# Can anyone solved

1. Sep 10, 2007

### puertocolon

So this is the basic rules:
Y=C+S
S=sY
s= S/Y= ΔS/ΔY
, v= K/Y or Y= K/v
I= ΔK

From this show that:
ΔC/C = s/v
Y,S,C, I, K represent income, consumption, savings, caiptal stock and investment. with s and v as multipliers. Im working off the harod-domar growth models which says that the growth rates of income, savings, investment are equal (s/v).

So algebraically I must also show that consumption growth rate = s/v.

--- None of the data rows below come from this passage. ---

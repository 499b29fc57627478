#[derive(Clone, Copy, Debug, Eq, Hash, PartialEq)]
pub struct BufferId(pub usize);
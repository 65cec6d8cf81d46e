//! Read-only graph view for renderers
//!
//! A renderer needs the distinct words and the weighted edges, nothing else.
//! [`GraphSnapshot`] carries exactly that, serializes with serde, and can
//! format itself as Graphviz DOT text or as one `from -> to (weight: n)`
//! line per edge. Writing files or invoking Graphviz is left to the caller.

use crate::graph::builder::WordGraph;
use serde::{Deserialize, Serialize};
use std::fmt;

/// One directed edge in a snapshot
#[derive(Debug, Clone, PartialEq, Eq, Serialize, Deserialize)]
pub struct EdgeView {
    pub from: String,
    pub to: String,
    pub weight: u32,
}

/// Distinct words plus weighted edges of a graph
#[derive(Debug, Clone, PartialEq, Eq, Default, Serialize, Deserialize)]
pub struct GraphSnapshot {
    /// Words in node-ID order
    pub words: Vec<String>,
    /// Edges ordered by source ID, then target ID
    pub edges: Vec<EdgeView>,
}

impl GraphSnapshot {
    /// Capture the current nodes and edges of `graph`
    pub fn from_graph(graph: &WordGraph) -> Self {
        let words = graph.words().map(str::to_string).collect();

        let mut edges = Vec::with_capacity(graph.edge_count());
        for (_, node) in graph.nodes() {
            let mut row: Vec<_> = node.edges.iter().collect();
            row.sort_unstable_by_key(|(&target, _)| target);
            for (&target, &weight) in row {
                edges.push(EdgeView {
                    from: node.word.clone(),
                    to: graph.word(target).unwrap_or_default().to_string(),
                    weight,
                });
            }
        }

        Self { words, edges }
    }

    /// Render as a Graphviz `digraph`, labelling each edge with its weight
    pub fn to_dot(&self) -> String {
        let mut out = String::from("digraph G {\n");
        for word in &self.words {
            out.push_str(&format!("    \"{}\";\n", escape_dot(word)));
        }
        for edge in &self.edges {
            out.push_str(&format!(
                "    \"{}\" -> \"{}\" [label=\"{}\"];\n",
                escape_dot(&edge.from),
                escape_dot(&edge.to),
                edge.weight
            ));
        }
        out.push_str("}\n");
        out
    }

    /// Serialize as JSON
    pub fn to_json(&self) -> crate::Result<String> {
        Ok(serde_json::to_string(self)?)
    }
}

impl From<&WordGraph> for GraphSnapshot {
    fn from(graph: &WordGraph) -> Self {
        Self::from_graph(graph)
    }
}

impl fmt::Display for GraphSnapshot {
    fn fmt(&self, f: &mut fmt::Formatter<'_>) -> fmt::Result {
        for edge in &self.edges {
            writeln!(f, "{} -> {} (weight: {})", edge.from, edge.to, edge.weight)?;
        }
        Ok(())
    }
}

fn escape_dot(s: &str) -> String {
    s.replace('\\', "\\\\").replace('"', "\\\"")
}
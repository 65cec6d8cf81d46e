//! Text normalization
//!
//! - [`tokenizer`]: lowercase alphabetic word splitting

pub mod tokenizer;
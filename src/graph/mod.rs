//! Word adjacency graph
//!
//! - [`builder`]: the mutable arena graph built from a token stream
//! - [`csr`]: an immutable compressed-sparse-row snapshot for iterative algorithms
//! - [`snapshot`]: the read-only node and edge view handed to renderers

pub mod builder;
pub mod csr;
pub mod snapshot;
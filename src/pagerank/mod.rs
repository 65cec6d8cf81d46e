//! PageRank-style importance scoring
//!
//! - [`standard`]: damped power iteration with dangling-node redistribution

pub mod standard;

use crate::graph::csr::CsrGraph;
use serde::Serialize;
use std::collections::BTreeMap;

/// Scores keyed by word
pub type RankTable = BTreeMap<String, f64>;

/// Output of one ranking run
#[derive(Debug, Clone, PartialEq, Serialize)]
pub struct PageRankResult {
    /// Score per node ID
    pub scores: Vec<f64>,
    /// Number of power iterations performed
    pub iterations: usize,
    /// Whether the largest per-node change fell below the threshold
    pub converged: bool,
    /// Largest per-node change in the last iteration
    pub delta: f64,
}

impl PageRankResult {
    /// Result for a graph with no nodes
    pub fn empty() -> Self {
        Self {
            scores: Vec::new(),
            iterations: 0,
            converged: true,
            delta: 0.0,
        }
    }

    /// Score of one node
    pub fn score(&self, node: usize) -> Option<f64> {
        self.scores.get(node).copied()
    }

    /// Scores keyed by word
    pub fn to_table(&self, graph: &CsrGraph) -> RankTable {
        self.scores
            .iter()
            .zip(&graph.words)
            .map(|(&score, word)| (word.clone(), score))
            .collect()
    }

    /// `(word, score)` pairs, highest score first, ties by word
    pub fn ranked(&self, graph: &CsrGraph) -> Vec<(String, f64)> {
        let mut ranked: Vec<(String, f64)> = self.to_table(graph).into_iter().collect();
        ranked.sort_by(|a, b| b.1.total_cmp(&a.1).then_with(|| a.0.cmp(&b.0)));
        ranked
    }
}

Here's the proof for capital stock growth rate:
ΔK/k= I/K= S/K= (S/Y)/(K/Y)= s/v

Last edited: Sep 10, 2007
2. Sep 10, 2007

### EnumaElish

Can you show growth rate of income = s/v?

3. Sep 10, 2007

### puertocolon

Can you help

No i cannot

4. Sep 10, 2007

### EnumaElish

Y= K/v implies ΔY/Y = ΔK/K = s/v. (ΔY/Y = ΔK/K - Δv/v; but Δv = 0 since v is a constant.) Does this help?

5. Sep 10, 2007

### puertocolon

Starting to can explained to me in detail if possible? Then perhaps we can put it in Algebraic correct form?

6. Sep 10, 2007

### puertocolon

I meant to say Can YOU explain in detail >>>>> ( LOL )

7. Sep 10, 2007

### puertocolon

Also i need help solving change of C/ C = s/v i need to prove that

8. Sep 10, 2007

### EnumaElish

You are given Y= K/v, where v is a constant. This implies ΔY= ΔK/v. Therefore vΔY= ΔK and vΔY/Y= ΔK/Y. Since Y = K/v, vΔY/Y= vΔK/K and the v's cancel out.

You can use this method to derive ΔC/C.

9. Sep 11, 2007

### puertocolon

Can you or anyone deirive it for me?

10. Sep 11, 2007

### EnumaElish

I gave you the formula for ΔY/Y. How do you tie ΔC to ΔY?